Checkpoint Systems, Inc.
Sales: $370.5 million (1999)
Stock Exchanges: New York
Ticker Symbol: CKP
NAIC: 334290 Other Communications Equipment Manufacturing
Checkpoint Systems, Inc. is one of the world leaders in electronic article surveillance (EAS) technology that tags retail items to prevent shoplifting and employee theft (so-called “shrinkage”). With 42 percent of the global market share in EAS, Checkpoint trails only Sensormatic Electronics and its 45 percent. The longtime rivals employ different technologies, which has caused some friction between the firms, resulting over the years in negative advertisements and litigation. Checkpoint is involved in other areas of security control, including closed-circuit TV and monitoring systems, and access control systems, which determine employee access to restricted areas at specified times. Checkpoint also offers a radio frequency identification (RFID) system that can simultaneously read data from a large number of “intelligent tags” without the need for line-of-sight. The technology has been used to automate toll lanes to ease congestion at bridge and turnpike entrances. Checkpoint employs RFID in its library services, not only to prevent theft but also to control inventory and allow patrons to check out and return materials with self-service equipment. In recent years Checkpoint has expanded beyond the bounds of retail security by offering bar code labeling systems and hand-held pricing systems. With security tagging embedded during the manufacturing process (“source tagging”), Checkpoint’s systems are able to provide inventory control as well as security, to track goods from manufacture to point of purchase. Despite the move to diversify its business, however, Checkpoint still relies on EAS systems to account for almost 80 percent of its sales.
Checkpoint was originally incorporated in Pennsylvania in 1969 as a wholly owned subsidiary of Logistics Industries Corporation, a packaging company. Checkpoint first serviced the library market, providing security and control over revolving materials. Logistics’ founder, A.E. (Ted) Wolf, recognized that Checkpoint held more promise than the company’s main packaging business. In the 1970s Checkpoint expanded into retail security. When the subsidiary reached $3 million in sales in 1977, Wolf spun it off and distributed the company’s common stock to Logistics’shareholders as a dividend, in conjunction with a merger between Lydall Inc. and Logistics.

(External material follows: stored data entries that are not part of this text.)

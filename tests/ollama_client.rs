use std::convert::Infallible;
use std::time::Duration;

use axum::Json;
use axum::Router;
use axum::body::Body;
use axum::http::StatusCode;
use axum::response::{IntoResponse, Response};
use axum::routing::{get, post};
use futures_util::{StreamExt, stream};
use serde_json::{Value, json};

use handscript::session::{StreamEvent, spawn_stream};
use handscript::{Error, ErrorKind, ModelBackend, OllamaClient};

async fn serve(app: Router) -> String {
    let listener = tokio::net::TcpListener::bind("127.0.0.1:0").await.unwrap();
    let addr = listener.local_addr().unwrap();
    tokio::spawn(async move {
        axum::serve(listener, app).await.unwrap();
    });
    format!("http://{}", addr)
}

fn ndjson(lines: Vec<Value>) -> Response {
    let parts: Vec<Result<String, Infallible>> = lines
        .into_iter()
        .map(|line| Ok(format!("{}\n", line)))
        .collect();
    Response::builder()
        .header("content-type", "application/x-ndjson")
        .body(Body::from_stream(stream::iter(parts)))
        .unwrap()
}

fn chunk(content: &str) -> Value {
    json!({"model": "tiny", "message": {"role": "assistant", "content": content}, "done": false})
}

fn done() -> Value {
    json!({"model": "tiny", "message": {"role": "assistant", "content": ""}, "done": true})
}

#[tokio::test]
async fn lists_models_in_server_order() {
    let app = Router::new().route(
        "/api/tags",
        get(|| async {
            Json(json!({"models": [
                {"name": "qwen2.5:7b", "model": "qwen2.5:7b", "size": 1},
                {"name": "llama3:8b", "model": "llama3:8b", "size": 2}
            ]}))
        }),
    );
    let client = OllamaClient::new(serve(app).await);
    let models = client.list_models().await.unwrap();
    assert_eq!(models, vec!["qwen2.5:7b", "llama3:8b"]);
}

#[tokio::test]
async fn empty_model_list_is_ok() {
    let app = Router::new().route("/api/tags", get(|| async { Json(json!({"models": []})) }));
    let client = OllamaClient::new(serve(app).await);
    assert!(client.list_models().await.unwrap().is_empty());
}

#[tokio::test]
async fn unreachable_host_is_a_service_error() {
    let listener = tokio::net::TcpListener::bind("127.0.0.1:0").await.unwrap();
    let addr = listener.local_addr().unwrap();
    drop(listener);

    let client = OllamaClient::with_timeout(format!("http://{}", addr), Duration::from_secs(2));
    let err = client.list_models().await.unwrap_err();
    assert!(matches!(err, Error::ServiceUnavailable { .. }), "{err:?}");
    assert_eq!(err.kind(), ErrorKind::Service);
}

#[tokio::test]
async fn streams_chunks_in_order() {
    let app = Router::new().route(
        "/api/chat",
        post(|Json(body): Json<Value>| async move {
            assert_eq!(body["stream"], json!(true));
            assert_eq!(body["model"], json!("tiny"));
            let messages = body["messages"].as_array().cloned().unwrap_or_default();
            assert_eq!(messages.last().unwrap()["content"], json!("say hello"));
            ndjson(vec![chunk("He"), chunk("llo"), chunk(" world"), done()])
        }),
    );
    let client = OllamaClient::new(serve(app).await);
    let stream = client.stream_chat("tiny", "say hello").await.unwrap();
    let chunks: Vec<String> = stream.map(|item| item.unwrap()).collect().await;
    assert_eq!(chunks.concat(), "Hello world");
}

#[tokio::test]
async fn system_prompt_is_sent_first() {
    let app = Router::new().route(
        "/api/chat",
        post(|Json(body): Json<Value>| async move {
            let messages = body["messages"].as_array().cloned().unwrap_or_default();
            let roles: Vec<String> = messages
                .iter()
                .map(|message| message["role"].as_str().unwrap_or_default().to_string())
                .collect();
            ndjson(vec![chunk(&roles.join(",")), done()])
        }),
    );
    let client = OllamaClient::new(serve(app).await).with_system_prompt("be brief");
    let stream = client.stream_chat("tiny", "hi").await.unwrap();
    let chunks: Vec<String> = stream.map(|item| item.unwrap()).collect().await;
    assert_eq!(chunks.concat(), "system,user");
}

#[tokio::test]
async fn unknown_model_is_reported() {
    let app = Router::new().route(
        "/api/chat",
        post(|| async {
            (
                StatusCode::NOT_FOUND,
                Json(json!({"error": "model \"ghost\" not found, try pulling it first"})),
            )
                .into_response()
        }),
    );
    let client = OllamaClient::new(serve(app).await);
    let err = client.stream_chat("ghost", "hi").await.err().unwrap();
    assert!(matches!(err, Error::ModelNotFound(ref name) if name == "ghost"));
}

#[tokio::test]
async fn server_error_mid_stream_interrupts() {
    let app = Router::new().route(
        "/api/chat",
        post(|| async { ndjson(vec![chunk("partial"), json!({"error": "out of memory"})]) }),
    );
    let client = OllamaClient::new(serve(app).await);
    let items: Vec<_> = client
        .stream_chat("tiny", "hi")
        .await
        .unwrap()
        .collect()
        .await;
    assert_eq!(items.len(), 2);
    assert_eq!(items[0].as_deref().unwrap(), "partial");
    assert!(matches!(&items[1], Err(Error::StreamInterrupted(msg)) if msg == "out of memory"));
}

#[tokio::test]
async fn cancelling_stops_delivery() {
    let app = Router::new().route(
        "/api/chat",
        post(|| async {
            let ticks = stream::unfold(0u32, |n| async move {
                tokio::time::sleep(Duration::from_millis(20)).await;
                let line = format!("{}\n", chunk(&format!("{n} ")));
                Some((Ok::<_, Infallible>(line), n + 1))
            });
            Response::builder()
                .header("content-type", "application/x-ndjson")
                .body(Body::from_stream(ticks))
                .unwrap()
        }),
    );
    let client = OllamaClient::new(serve(app).await);
    let mut handle = spawn_stream(client, "tiny", "count forever");

    let first = tokio::time::timeout(Duration::from_secs(5), handle.events.recv())
        .await
        .unwrap();
    assert!(matches!(first, Some(StreamEvent::Chunk(_))));
    handle.cancel();

    let mut after = 0;
    loop {
        match tokio::time::timeout(Duration::from_secs(2), handle.events.recv()).await {
            Ok(Some(_)) => after += 1,
            Ok(None) => break,
            Err(_) => panic!("worker kept the channel open after cancel"),
        }
    }
    assert!(after <= 1, "received {after} events after cancel");
}
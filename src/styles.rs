use std::fmt;
use std::str::FromStr;

use crate::error::Error;

#[derive(Debug, Clone, Copy, PartialEq, Eq, Hash, Default)]
pub enum StylePreset {
    #[default]
    Default,
    Compact,
    Neat,
    Casual,
}

/// Layout and perturbation parameters, in pixels at 300 DPI.
#[derive(Debug, Clone, Copy, PartialEq)]
pub struct StyleParams {
    pub font_size: f32,
    pub line_spacing: f32,
    pub word_spacing: f32,
    pub letter_spacing: f32,
    pub left_margin: f32,
    pub top_margin: f32,
    pub right_margin: f32,
    pub bottom_margin: f32,
    pub font_size_sigma: f32,
    pub line_spacing_sigma: f32,
    pub word_spacing_sigma: f32,
    pub letter_spacing_sigma: f32,
    /// Per-glyph rotation spread in degrees.
    pub rotation_sigma: f32,
}

const BASE: StyleParams = StyleParams {
    font_size: 120.0,
    line_spacing: 140.0,
    word_spacing: 20.0,
    letter_spacing: 0.0,
    left_margin: 100.0,
    top_margin: 120.0,
    right_margin: 100.0,
    bottom_margin: 120.0,
    font_size_sigma: 3.0,
    line_spacing_sigma: 8.0,
    word_spacing_sigma: 3.0,
    letter_spacing_sigma: 0.5,
    rotation_sigma: 1.0,
};

impl StylePreset {
    pub const ALL: [StylePreset; 4] = [
        StylePreset::Default,
        StylePreset::Compact,
        StylePreset::Neat,
        StylePreset::Casual,
    ];

    pub fn as_str(&self) -> &'static str {
        match self {
            StylePreset::Default => "default",
            StylePreset::Compact => "compact",
            StylePreset::Neat => "neat",
            StylePreset::Casual => "casual",
        }
    }

    pub fn description(&self) -> &'static str {
        match self {
            StylePreset::Default => "balanced handwriting",
            StylePreset::Compact => "small glyphs, saves space",
            StylePreset::Neat => "tidy, low jitter",
            StylePreset::Casual => "loose, natural jitter",
        }
    }

    pub fn params(&self) -> StyleParams {
        match self {
            StylePreset::Default => BASE,
            StylePreset::Compact => StyleParams {
                font_size: 36.0,
                line_spacing: 60.0,
                word_spacing: 5.0,
                left_margin: 80.0,
                right_margin: 80.0,
                ..BASE
            },
            StylePreset::Neat => StyleParams {
                font_size_sigma: 1.0,
                line_spacing_sigma: 3.0,
                word_spacing_sigma: 1.0,
                rotation_sigma: 0.5,
                ..BASE
            },
            StylePreset::Casual => StyleParams {
                line_spacing_sigma: 10.0,
                letter_spacing_sigma: 1.0,
                rotation_sigma: 1.5,
                ..BASE
            },
        }
    }

    pub fn names() -> Vec<&'static str> {
        Self::ALL.iter().map(StylePreset::as_str).collect()
    }
}

impl FromStr for StylePreset {
    type Err = Error;

    fn from_str(value: &str) -> Result<Self, Self::Err> {
        let name = value.trim();
        Self::ALL
            .iter()
            .copied()
            .find(|preset| preset.as_str() == name)
            .ok_or_else(|| Error::InvalidStyle {
                name: name.to_string(),
                expected: Self::names().join(", "),
            })
    }
}

impl fmt::Display for StylePreset {
    fn fmt(&self, f: &mut fmt::Formatter<'_>) -> fmt::Result {
        f.write_str(self.as_str())
    }
}
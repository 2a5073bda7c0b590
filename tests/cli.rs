use std::path::Path;
use std::process::{Command, Output};

fn handscript(home: &Path, args: &[&str]) -> Output {
    Command::new(env!("CARGO_BIN_EXE_handscript"))
        .args(args)
        .current_dir(home)
        .env("HOME", home)
        .env("HANDSCRIPT_DIR", home.join(".handscript"))
        .env_remove("OLLAMA_HOST")
        .env_remove("RUST_LOG")
        .output()
        .unwrap()
}

#[test]
fn renders_chinese_text_with_neat_style() {
    let home = tempfile::tempdir().unwrap();
    let output = home.path().join("out.png");
    let result = handscript(
        home.path(),
        &[
            "--text",
            "测试文字",
            "--style",
            "neat",
            "--output",
            output.to_str().unwrap(),
            "--seed",
            "5",
        ],
    );
    assert!(
        result.status.success(),
        "stderr: {}",
        String::from_utf8_lossy(&result.stderr)
    );
    assert_eq!(
        String::from_utf8_lossy(&result.stdout).trim(),
        output.display().to_string()
    );
    assert_eq!(image::image_dimensions(&output).unwrap(), (2480, 1748));
}

#[test]
fn unknown_style_fails_without_output() {
    let home = tempfile::tempdir().unwrap();
    let output = home.path().join("bogus.png");
    let result = handscript(
        home.path(),
        &[
            "--style",
            "bogus",
            "--text",
            "x",
            "--output",
            output.to_str().unwrap(),
        ],
    );
    assert_eq!(result.status.code(), Some(3));
    let stderr = String::from_utf8_lossy(&result.stderr);
    assert!(stderr.contains("unknown style 'bogus'"), "stderr: {stderr}");
    assert!(!output.exists());
}

#[test]
fn empty_style_is_rejected() {
    let home = tempfile::tempdir().unwrap();
    let output = home.path().join("empty.png");
    let result = handscript(
        home.path(),
        &["--style", "", "--text", "x", "-o", output.to_str().unwrap()],
    );
    assert_eq!(result.status.code(), Some(3));
    let stderr = String::from_utf8_lossy(&result.stderr);
    assert!(stderr.contains("unknown style ''"), "stderr: {stderr}");
    assert!(!output.exists());
}

#[test]
fn text_file_is_rendered_to_default_location() {
    let home = tempfile::tempdir().unwrap();
    let input = home.path().join("note.txt");
    std::fs::write(&input, "第一行\n第二行\n").unwrap();
    let result = handscript(home.path(), &["-f", input.to_str().unwrap()]);
    assert!(
        result.status.success(),
        "stderr: {}",
        String::from_utf8_lossy(&result.stderr)
    );
    let printed = String::from_utf8_lossy(&result.stdout).trim().to_string();
    let path = Path::new(&printed);
    assert!(path.starts_with(home.path().join(".handscript").join("output")));
    let name = path.file_name().unwrap().to_string_lossy().to_string();
    assert!(name.starts_with("handwritten_") && name.ends_with(".png"));
    assert!(path.exists());
}

#[test]
fn missing_input_file_is_an_input_error() {
    let home = tempfile::tempdir().unwrap();
    let result = handscript(home.path(), &["--file", "does-not-exist.txt"]);
    assert_eq!(result.status.code(), Some(2));
    assert!(String::from_utf8_lossy(&result.stderr).starts_with("error: "));
}

#[test]
fn text_sources_conflict() {
    let home = tempfile::tempdir().unwrap();
    let result = handscript(home.path(), &["--text", "a", "--file", "b.txt"]);
    assert!(!result.status.success());
}

#[test]
fn missing_font_exits_with_resource_code() {
    let home = tempfile::tempdir().unwrap();
    let output = home.path().join("font.png");
    let result = handscript(
        home.path(),
        &[
            "-t",
            "hello",
            "-F",
            "/nonexistent/font.ttf",
            "-o",
            output.to_str().unwrap(),
        ],
    );
    assert_eq!(result.status.code(), Some(4));
    assert!(!output.exists());
}

#[test]
fn show_styles_lists_presets() {
    let home = tempfile::tempdir().unwrap();
    let result = handscript(home.path(), &["--show-styles"]);
    assert!(result.status.success());
    let names: Vec<String> = String::from_utf8_lossy(&result.stdout)
        .lines()
        .filter_map(|line| line.split('\t').next().map(str::to_string))
        .collect();
    assert_eq!(names, vec!["default", "compact", "neat", "casual"]);
}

As long as theft was a growth industry, and there was no hope that it would suffer a prolonged slump, companies like Checkpoint were likely to prosper. Costs associated with shrinkage were staggering, amounting to the loss of billions of dollars each year. Studies from 1996 indicated that $21 billion worth of merchandise was stolen from domestic retail operations. Consumers, as a result, were made to pay higher prices, and the government lost up to a $1 billion in tax revenues. Of the $21 billion in stolen merchandise, $9.1 billion was attributed to outside shoplifters, $10.7 billion to employees, and $1.5 billion to vendor representatives on the premises. Furthermore, reducing shrinkage could have a dramatic impact on a company’s bottom line. It was estimated that every percentage point eliminated from shrinkage translated into a pre-tax net increase of 33 percent.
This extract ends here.